▸ **What is expected**: In the entries that follow, say how many lines contain the string "Copy". Give no other words.

Data for this exercise Block Start

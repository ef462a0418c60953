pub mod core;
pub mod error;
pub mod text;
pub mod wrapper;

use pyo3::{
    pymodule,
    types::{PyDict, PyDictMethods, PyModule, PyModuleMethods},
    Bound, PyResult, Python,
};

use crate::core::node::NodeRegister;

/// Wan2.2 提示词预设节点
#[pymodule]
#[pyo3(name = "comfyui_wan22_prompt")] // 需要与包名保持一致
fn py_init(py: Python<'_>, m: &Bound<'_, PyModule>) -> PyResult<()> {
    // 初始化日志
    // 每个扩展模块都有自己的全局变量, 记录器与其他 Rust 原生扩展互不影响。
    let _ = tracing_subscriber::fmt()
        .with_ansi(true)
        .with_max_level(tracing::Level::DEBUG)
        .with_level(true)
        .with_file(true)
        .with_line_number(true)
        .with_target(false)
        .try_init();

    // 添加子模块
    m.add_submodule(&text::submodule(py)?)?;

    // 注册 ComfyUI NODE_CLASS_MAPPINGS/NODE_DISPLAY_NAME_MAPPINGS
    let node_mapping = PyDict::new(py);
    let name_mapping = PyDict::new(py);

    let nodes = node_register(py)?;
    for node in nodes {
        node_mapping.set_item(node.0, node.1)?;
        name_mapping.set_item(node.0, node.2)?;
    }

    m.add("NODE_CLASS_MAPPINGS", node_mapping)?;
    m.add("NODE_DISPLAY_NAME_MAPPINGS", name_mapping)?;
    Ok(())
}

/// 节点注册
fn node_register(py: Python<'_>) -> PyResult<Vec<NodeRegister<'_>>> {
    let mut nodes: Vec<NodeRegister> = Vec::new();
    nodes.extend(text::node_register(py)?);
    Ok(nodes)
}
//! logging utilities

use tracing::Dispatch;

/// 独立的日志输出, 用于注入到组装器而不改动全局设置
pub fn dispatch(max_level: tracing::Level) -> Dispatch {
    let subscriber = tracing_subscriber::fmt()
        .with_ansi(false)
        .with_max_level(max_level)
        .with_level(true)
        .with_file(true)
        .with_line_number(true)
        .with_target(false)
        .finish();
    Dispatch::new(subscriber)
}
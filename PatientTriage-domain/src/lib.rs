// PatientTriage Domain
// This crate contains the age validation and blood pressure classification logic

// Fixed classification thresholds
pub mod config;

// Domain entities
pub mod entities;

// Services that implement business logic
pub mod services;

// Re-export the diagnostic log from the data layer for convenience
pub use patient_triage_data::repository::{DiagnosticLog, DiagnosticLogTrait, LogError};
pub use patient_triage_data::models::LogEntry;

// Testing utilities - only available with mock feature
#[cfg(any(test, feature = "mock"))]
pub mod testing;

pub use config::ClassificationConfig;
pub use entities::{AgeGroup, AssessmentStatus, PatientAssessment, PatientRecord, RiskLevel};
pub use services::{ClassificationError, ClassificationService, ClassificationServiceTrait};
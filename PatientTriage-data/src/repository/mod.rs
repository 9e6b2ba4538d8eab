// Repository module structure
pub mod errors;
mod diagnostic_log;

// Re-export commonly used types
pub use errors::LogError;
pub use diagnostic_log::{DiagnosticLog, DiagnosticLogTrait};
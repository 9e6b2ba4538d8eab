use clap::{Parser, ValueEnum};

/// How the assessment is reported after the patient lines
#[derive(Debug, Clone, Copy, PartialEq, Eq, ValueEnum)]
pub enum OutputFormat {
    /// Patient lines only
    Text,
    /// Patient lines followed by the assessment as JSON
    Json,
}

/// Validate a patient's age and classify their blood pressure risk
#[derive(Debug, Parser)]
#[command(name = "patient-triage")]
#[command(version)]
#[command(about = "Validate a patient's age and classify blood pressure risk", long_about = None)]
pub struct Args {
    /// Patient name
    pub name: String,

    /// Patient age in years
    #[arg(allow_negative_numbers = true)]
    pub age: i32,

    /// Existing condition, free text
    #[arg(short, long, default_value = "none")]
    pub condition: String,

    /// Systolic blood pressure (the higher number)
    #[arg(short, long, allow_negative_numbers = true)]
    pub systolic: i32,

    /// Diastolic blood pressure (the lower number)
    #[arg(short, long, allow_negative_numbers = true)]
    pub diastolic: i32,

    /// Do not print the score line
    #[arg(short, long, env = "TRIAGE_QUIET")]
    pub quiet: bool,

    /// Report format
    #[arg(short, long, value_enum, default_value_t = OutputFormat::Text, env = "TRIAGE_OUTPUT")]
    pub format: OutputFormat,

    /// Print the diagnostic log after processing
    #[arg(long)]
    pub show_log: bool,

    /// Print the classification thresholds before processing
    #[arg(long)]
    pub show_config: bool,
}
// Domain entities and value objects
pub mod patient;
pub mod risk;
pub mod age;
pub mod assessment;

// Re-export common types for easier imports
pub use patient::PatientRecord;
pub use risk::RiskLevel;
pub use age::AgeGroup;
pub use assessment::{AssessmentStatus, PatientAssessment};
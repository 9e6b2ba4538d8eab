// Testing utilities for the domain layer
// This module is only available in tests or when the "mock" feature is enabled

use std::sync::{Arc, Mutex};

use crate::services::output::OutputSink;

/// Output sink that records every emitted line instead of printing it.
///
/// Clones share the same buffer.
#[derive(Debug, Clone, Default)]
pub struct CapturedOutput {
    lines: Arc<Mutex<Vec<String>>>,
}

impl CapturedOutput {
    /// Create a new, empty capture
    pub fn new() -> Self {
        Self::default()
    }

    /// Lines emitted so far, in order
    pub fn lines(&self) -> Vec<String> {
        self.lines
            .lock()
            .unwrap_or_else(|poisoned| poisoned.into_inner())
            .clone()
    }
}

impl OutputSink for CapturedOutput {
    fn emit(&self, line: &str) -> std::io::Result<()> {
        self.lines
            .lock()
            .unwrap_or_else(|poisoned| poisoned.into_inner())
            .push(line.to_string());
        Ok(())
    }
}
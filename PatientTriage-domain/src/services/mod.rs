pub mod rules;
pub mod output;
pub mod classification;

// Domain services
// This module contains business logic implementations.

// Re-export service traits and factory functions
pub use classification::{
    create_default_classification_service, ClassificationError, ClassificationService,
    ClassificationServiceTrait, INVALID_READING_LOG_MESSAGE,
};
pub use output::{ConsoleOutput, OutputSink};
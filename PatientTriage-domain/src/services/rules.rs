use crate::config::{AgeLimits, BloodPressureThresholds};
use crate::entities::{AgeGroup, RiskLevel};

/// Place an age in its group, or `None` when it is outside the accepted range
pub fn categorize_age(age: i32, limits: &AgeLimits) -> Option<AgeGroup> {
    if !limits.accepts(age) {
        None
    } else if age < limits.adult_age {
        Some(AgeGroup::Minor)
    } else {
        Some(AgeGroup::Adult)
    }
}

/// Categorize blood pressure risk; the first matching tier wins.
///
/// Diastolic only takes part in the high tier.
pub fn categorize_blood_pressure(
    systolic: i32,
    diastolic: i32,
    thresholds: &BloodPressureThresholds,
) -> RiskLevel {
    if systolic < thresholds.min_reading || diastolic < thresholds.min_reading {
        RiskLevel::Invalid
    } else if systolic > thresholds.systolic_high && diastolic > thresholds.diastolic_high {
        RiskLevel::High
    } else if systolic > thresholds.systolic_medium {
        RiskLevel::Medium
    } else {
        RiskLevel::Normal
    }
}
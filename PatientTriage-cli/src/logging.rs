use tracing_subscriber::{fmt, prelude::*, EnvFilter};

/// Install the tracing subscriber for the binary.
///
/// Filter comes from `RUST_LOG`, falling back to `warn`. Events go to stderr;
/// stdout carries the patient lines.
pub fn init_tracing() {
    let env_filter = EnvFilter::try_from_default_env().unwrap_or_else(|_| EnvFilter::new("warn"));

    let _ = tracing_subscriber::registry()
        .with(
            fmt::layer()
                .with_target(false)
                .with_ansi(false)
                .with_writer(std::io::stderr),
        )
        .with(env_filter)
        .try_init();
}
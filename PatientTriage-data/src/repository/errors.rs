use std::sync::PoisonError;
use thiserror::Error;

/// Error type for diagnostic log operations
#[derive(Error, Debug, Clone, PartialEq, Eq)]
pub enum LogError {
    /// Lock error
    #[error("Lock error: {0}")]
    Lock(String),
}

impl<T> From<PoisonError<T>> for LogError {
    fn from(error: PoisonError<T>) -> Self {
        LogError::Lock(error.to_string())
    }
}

Data for this exercise Block End
Data for this exercise Block Start

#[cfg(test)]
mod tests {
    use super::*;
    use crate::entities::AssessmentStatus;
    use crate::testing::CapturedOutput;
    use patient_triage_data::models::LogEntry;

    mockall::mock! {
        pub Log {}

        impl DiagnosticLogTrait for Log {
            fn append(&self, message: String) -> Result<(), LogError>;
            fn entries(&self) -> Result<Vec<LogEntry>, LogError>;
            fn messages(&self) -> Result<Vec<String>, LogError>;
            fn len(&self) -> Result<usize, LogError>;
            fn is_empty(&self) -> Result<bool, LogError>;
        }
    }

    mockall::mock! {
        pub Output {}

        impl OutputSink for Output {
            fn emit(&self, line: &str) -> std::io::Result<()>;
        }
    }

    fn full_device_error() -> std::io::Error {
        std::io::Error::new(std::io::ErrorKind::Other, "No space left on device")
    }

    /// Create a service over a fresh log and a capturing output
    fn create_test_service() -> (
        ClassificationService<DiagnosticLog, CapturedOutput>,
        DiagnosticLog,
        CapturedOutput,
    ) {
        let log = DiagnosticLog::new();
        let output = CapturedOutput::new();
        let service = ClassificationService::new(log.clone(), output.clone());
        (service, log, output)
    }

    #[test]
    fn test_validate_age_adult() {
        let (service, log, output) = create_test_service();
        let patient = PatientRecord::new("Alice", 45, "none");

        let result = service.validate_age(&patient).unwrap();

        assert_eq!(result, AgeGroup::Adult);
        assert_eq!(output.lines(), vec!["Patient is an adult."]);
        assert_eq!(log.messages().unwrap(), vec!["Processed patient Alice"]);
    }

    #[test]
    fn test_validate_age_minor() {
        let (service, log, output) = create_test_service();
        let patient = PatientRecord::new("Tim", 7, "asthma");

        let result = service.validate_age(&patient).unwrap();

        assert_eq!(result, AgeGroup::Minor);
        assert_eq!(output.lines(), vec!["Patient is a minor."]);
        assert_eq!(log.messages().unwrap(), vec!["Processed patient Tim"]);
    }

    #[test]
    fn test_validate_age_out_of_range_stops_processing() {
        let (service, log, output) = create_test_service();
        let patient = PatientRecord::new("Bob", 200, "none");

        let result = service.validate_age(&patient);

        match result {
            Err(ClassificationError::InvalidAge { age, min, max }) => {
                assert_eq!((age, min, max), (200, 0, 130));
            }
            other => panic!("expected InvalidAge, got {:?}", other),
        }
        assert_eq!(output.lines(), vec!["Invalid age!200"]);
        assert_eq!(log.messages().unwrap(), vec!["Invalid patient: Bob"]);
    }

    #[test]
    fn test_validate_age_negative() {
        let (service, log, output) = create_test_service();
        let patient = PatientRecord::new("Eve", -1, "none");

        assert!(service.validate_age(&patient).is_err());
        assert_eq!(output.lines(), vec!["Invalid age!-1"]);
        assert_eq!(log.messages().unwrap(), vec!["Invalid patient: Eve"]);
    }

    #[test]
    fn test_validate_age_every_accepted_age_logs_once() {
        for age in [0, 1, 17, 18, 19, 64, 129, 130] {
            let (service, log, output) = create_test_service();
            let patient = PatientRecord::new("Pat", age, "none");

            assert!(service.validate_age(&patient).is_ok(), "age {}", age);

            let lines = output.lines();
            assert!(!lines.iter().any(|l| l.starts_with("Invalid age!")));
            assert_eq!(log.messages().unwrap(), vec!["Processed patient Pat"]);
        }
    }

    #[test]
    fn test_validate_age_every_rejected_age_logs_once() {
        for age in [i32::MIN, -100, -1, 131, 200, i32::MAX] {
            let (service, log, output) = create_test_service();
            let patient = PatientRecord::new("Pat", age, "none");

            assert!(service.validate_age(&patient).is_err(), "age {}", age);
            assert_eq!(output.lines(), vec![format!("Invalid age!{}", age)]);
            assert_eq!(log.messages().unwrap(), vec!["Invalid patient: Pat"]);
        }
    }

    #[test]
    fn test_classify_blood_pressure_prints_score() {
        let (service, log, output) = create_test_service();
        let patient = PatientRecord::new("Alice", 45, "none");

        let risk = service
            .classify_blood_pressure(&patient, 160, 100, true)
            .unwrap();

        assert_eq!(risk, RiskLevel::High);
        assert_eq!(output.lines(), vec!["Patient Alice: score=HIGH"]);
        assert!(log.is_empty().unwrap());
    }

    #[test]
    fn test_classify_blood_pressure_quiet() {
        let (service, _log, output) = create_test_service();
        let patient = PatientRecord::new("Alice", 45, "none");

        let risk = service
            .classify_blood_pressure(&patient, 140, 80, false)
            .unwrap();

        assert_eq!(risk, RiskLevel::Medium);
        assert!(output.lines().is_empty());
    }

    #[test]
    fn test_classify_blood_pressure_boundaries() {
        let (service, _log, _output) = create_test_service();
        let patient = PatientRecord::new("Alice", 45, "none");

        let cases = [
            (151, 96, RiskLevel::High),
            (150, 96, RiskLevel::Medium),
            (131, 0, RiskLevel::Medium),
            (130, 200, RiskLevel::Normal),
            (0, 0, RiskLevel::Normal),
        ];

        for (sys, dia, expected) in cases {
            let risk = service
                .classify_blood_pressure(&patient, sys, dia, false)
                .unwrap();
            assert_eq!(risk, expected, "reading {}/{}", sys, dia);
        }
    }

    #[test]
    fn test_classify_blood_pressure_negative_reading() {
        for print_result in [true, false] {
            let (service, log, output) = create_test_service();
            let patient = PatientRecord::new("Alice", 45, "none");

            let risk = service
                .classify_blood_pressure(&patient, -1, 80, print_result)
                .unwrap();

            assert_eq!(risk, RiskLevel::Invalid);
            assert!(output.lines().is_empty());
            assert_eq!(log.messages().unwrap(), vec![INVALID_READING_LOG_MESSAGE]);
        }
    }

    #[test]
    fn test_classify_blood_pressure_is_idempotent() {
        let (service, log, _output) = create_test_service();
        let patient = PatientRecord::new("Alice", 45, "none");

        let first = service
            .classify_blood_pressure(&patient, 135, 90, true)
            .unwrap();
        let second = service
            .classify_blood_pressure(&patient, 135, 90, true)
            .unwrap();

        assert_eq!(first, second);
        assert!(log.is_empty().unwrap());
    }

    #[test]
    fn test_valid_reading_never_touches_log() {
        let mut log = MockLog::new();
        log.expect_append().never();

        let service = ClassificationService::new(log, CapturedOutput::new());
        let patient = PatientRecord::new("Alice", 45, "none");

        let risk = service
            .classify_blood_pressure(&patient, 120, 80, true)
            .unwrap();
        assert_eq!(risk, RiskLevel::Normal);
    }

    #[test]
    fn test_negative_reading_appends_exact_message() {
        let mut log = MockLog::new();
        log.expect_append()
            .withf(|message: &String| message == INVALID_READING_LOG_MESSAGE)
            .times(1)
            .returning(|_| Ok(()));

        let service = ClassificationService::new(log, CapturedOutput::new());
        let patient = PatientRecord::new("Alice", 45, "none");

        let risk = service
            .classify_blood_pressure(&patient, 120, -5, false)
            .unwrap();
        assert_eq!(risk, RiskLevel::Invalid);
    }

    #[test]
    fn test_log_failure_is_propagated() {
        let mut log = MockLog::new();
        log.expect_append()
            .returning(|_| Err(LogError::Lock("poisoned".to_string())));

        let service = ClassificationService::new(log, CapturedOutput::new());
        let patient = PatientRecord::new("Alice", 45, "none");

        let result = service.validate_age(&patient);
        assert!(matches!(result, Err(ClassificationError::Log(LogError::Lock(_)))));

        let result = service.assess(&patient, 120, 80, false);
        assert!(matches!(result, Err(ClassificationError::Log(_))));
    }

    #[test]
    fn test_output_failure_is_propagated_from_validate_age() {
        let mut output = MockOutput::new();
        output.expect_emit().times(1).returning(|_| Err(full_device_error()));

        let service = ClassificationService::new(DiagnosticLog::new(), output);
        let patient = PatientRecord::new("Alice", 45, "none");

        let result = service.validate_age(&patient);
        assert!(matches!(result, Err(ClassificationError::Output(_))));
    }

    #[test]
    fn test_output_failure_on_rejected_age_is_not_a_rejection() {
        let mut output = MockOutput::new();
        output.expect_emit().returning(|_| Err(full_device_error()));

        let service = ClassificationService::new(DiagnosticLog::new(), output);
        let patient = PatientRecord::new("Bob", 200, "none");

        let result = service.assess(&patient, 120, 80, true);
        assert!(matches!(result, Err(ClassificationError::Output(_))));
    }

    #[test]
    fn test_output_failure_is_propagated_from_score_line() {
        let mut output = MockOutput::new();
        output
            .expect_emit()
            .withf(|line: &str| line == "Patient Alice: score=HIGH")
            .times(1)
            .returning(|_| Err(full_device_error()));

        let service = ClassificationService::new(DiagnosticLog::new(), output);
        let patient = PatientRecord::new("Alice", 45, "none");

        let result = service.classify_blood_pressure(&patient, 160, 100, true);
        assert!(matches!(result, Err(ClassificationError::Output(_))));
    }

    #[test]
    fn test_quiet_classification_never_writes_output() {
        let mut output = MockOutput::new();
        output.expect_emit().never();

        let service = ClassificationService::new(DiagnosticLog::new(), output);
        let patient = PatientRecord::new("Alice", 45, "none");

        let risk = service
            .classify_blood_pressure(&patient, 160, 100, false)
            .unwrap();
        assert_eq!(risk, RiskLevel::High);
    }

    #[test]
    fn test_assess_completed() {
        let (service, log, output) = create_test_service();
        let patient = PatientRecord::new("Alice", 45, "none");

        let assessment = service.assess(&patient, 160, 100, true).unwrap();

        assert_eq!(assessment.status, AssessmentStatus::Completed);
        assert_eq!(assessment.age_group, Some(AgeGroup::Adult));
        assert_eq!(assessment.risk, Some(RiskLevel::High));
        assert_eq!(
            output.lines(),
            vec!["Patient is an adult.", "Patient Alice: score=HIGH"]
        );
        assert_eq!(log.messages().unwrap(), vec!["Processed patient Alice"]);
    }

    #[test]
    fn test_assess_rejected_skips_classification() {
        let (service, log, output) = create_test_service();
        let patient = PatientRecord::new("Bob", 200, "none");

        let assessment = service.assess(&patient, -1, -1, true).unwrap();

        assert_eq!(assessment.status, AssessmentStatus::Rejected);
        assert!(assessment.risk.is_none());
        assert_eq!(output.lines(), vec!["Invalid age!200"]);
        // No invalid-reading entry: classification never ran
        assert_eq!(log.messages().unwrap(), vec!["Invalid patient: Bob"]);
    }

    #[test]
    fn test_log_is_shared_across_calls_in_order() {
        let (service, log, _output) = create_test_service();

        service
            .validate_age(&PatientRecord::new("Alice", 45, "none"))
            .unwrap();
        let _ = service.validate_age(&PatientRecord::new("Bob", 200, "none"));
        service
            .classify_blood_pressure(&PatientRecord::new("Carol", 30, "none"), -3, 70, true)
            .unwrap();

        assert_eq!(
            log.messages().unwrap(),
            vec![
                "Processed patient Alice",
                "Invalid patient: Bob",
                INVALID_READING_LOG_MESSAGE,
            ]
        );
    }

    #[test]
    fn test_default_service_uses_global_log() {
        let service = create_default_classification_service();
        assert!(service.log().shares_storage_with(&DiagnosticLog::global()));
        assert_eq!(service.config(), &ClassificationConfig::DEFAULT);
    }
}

Data for this exercise Block End
Data for this exercise Block Start

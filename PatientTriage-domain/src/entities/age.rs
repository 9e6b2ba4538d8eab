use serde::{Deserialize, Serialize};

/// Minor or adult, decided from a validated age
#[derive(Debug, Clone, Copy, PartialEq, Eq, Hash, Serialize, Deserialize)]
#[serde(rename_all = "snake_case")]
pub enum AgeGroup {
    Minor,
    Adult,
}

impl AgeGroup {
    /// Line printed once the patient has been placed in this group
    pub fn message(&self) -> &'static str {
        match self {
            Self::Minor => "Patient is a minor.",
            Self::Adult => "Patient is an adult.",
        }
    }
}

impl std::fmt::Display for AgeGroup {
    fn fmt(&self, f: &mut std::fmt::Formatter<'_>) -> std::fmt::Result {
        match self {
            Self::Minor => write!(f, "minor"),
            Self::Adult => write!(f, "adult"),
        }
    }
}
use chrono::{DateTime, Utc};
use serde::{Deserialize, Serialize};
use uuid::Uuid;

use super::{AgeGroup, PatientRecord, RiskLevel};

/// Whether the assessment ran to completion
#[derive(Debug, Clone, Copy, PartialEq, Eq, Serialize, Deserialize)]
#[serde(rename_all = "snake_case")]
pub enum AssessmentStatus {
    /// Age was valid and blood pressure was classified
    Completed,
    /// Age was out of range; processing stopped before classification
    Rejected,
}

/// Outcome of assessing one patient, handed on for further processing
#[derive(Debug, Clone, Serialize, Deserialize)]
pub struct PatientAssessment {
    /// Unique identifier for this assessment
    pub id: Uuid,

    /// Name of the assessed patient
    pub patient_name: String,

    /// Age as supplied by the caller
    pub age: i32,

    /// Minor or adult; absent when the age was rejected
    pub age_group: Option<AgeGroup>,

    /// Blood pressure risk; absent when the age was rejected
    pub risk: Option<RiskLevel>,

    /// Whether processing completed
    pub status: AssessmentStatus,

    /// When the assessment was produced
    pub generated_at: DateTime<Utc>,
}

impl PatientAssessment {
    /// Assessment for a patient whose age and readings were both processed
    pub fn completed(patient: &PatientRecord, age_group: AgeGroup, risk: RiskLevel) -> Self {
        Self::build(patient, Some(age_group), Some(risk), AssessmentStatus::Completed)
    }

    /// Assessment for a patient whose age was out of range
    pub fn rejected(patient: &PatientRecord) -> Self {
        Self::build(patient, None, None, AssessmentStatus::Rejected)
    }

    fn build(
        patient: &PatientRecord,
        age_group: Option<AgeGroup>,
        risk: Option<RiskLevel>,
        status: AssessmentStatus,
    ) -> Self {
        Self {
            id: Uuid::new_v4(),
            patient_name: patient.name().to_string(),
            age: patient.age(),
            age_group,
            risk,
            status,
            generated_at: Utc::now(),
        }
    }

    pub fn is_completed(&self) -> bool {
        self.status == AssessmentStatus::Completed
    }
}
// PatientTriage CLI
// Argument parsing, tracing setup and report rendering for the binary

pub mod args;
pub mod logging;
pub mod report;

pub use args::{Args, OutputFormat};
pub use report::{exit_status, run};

Data for this exercise Block End

▸ **Finished exercise**: 3